Set down exactly the lines from the one containing "let body = String::from_utf8(buffer).unwrap_or_default();" through the last line of the data below, and no others.

Data extracted from a collection:
== == ==

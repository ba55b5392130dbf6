use std::net::SocketAddr;
use std::sync::Arc;

use axum::{
    http::StatusCode,
    response::IntoResponse,
    routing::{get, post},
    Json, Router,
};
use once_cell::sync::Lazy;
use prometheus::{register_int_counter_vec, Encoder, IntCounterVec, TextEncoder};
use tokio::sync::oneshot;
use tracing::error;

use common_mm::events::EventBus;
use common_mm::rules::RulesRegistry;
use common_mm::session::SessionRegistry;
use common_mm::store::TicketStore;

pub mod ingress;
pub mod ws;

pub type BoxError = common_mm::BoxError;

pub const HEALTHZ_PATH: &str = "/healthz";
pub const VERSION_PATH: &str = "/version";
pub const METRICS_PATH: &str = "/metrics";
pub const WS_PATH: &str = "/ws";
pub const JOIN_QUEUE_PATH: &str = "/api/v1/join_queue";
pub const GAME_MODES_PATH: &str = "/api/v1/game_modes";
pub const POOL_STATUS_PATH: &str = "/api/v1/pool_status";

static HTTP_REQUESTS_TOTAL: Lazy<IntCounterVec> = Lazy::new(|| {
    register_int_counter_vec!(
        "gateway_http_requests_total",
        "HTTP requests per route",
        &["path"]
    )
    .expect("register gateway_http_requests_total")
});

pub(crate) fn count_request(path: &str) {
    HTTP_REQUESTS_TOTAL.with_label_values(&[path]).inc();
}

/// Shared handles behind every route: the ticket store, the event bus, the
/// rules registry and the socket-session surface.
#[derive(Clone)]
pub struct AppState {
    pub store: TicketStore,
    pub bus: EventBus,
    pub rules: Arc<RulesRegistry>,
    pub sessions: Arc<SessionRegistry>,
    pub hub: Arc<ws::WsHub>,
}

#[derive(Debug, Clone, serde::Deserialize, serde::Serialize)]
pub struct GatewaySettings {
    pub bind_addr: SocketAddr,
}

impl GatewaySettings {
    pub fn from_env() -> Result<Self, BoxError> {
        let bind_addr: SocketAddr = std::env::var("GATEWAY_BIND_ADDR")
            .unwrap_or_else(|_| "127.0.0.1:3000".to_string())
            .parse()
            .map_err(|err| Box::new(err) as BoxError)?;
        Ok(Self { bind_addr })
    }
}

impl Default for GatewaySettings {
    fn default() -> Self {
        Self {
            bind_addr: "127.0.0.1:3000".parse().expect("default gateway bind addr"),
        }
    }
}

pub struct GatewayConfig {
    pub bind_addr: SocketAddr,
    pub state: AppState,
    pub ready_tx: Option<oneshot::Sender<SocketAddr>>,
}

impl GatewayConfig {
    pub fn from_settings(settings: GatewaySettings, state: AppState) -> Self {
        Self {
            bind_addr: settings.bind_addr,
            state,
            ready_tx: None,
        }
    }
}

pub fn build_router(state: AppState) -> Router {
    Router::new()
        .route("/", get(root))
        .route(HEALTHZ_PATH, get(healthz))
        .route(VERSION_PATH, get(version))
        .route(METRICS_PATH, get(metrics))
        .route(WS_PATH, get(ws::ws_handler))
        .route(JOIN_QUEUE_PATH, post(ingress::join_queue))
        .route(GAME_MODES_PATH, get(ingress::game_modes))
        .route(POOL_STATUS_PATH, get(ingress::pool_status))
        .with_state(state)
}

async fn root() -> impl IntoResponse {
    count_request("/");
    Json(serde_json::json!({
        "message": "Real-time scalable matchmaking engine"
    }))
}

async fn healthz() -> impl IntoResponse {
    count_request(HEALTHZ_PATH);
    StatusCode::OK
}

async fn version() -> impl IntoResponse {
    count_request(VERSION_PATH);
    Json(serde_json::json!({
        "name": "gateway",
        "version": env!("CARGO_PKG_VERSION"),
    }))
}

async fn metrics() -> impl IntoResponse {
    count_request(METRICS_PATH);
    let metric_families = prometheus::gather();
    let mut buffer = Vec::new();
    let encoder = TextEncoder::new();
    if let Err(err) = encoder.encode(&metric_families, &mut buffer) {
        error!(%err, "metrics encode failed");
        return StatusCode::INTERNAL_SERVER_ERROR.into_response();
    }
    let body = String::from_utf8(buffer).unwrap_or_default();
    axum::response::Response::builder()
        .status(StatusCode::OK)
        .header(axum::http::header::CONTENT_TYPE, encoder.format_type())
        .body(axum::body::Body::from(body))
        .unwrap()
}

pub async fn run(
    config: GatewayConfig,
    shutdown_rx: common_mm::shutdown::ShutdownReceiver,
) -> Result<(), BoxError> {
    let listener = tokio::net::TcpListener::bind(config.bind_addr)
        .await
        .map_err(|err| Box::new(err) as BoxError)?;
    let local_addr = listener
        .local_addr()
        .map_err(|err| Box::new(err) as BoxError)?;
    if let Some(tx) = config.ready_tx {
        let _ = tx.send(local_addr);
    }

    tracing::info!(%local_addr, "gateway: listening");

    let app = build_router(config.state);
    let server = tokio::spawn(async move {
        if let Err(err) = axum::serve(listener, app.into_make_service()).await {
            error!(%err, "gateway server stopped unexpectedly");
        }
    });

    common_mm::shutdown::wait(shutdown_rx).await;
    server.abort();
    Ok(())
}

== == ==

◆ RESULT OF THE TASK ◆
    let body = String::from_utf8(buffer).unwrap_or_default();
    axum::response::Response::builder()
        .status(StatusCode::OK)
        .header(axum::http::header::CONTENT_TYPE, encoder.format_type())
        .body(axum::body::Body::from(body))
        .unwrap()
}

pub async fn run(
    config: GatewayConfig,
    shutdown_rx: common_mm::shutdown::ShutdownReceiver,
) -> Result<(), BoxError> {
    let listener = tokio::net::TcpListener::bind(config.bind_addr)
        .await
        .map_err(|err| Box::new(err) as BoxError)?;
    let local_addr = listener
        .local_addr()
        .map_err(|err| Box::new(err) as BoxError)?;
    if let Some(tx) = config.ready_tx {
        let _ = tx.send(local_addr);
    }

    tracing::info!(%local_addr, "gateway: listening");

    let app = build_router(config.state);
    let server = tokio::spawn(async move {
        if let Err(err) = axum::serve(listener, app.into_make_service()).await {
            error!(%err, "gateway server stopped unexpectedly");
        }
    });

    common_mm::shutdown::wait(shutdown_rx).await;
    server.abort();
    Ok(())
}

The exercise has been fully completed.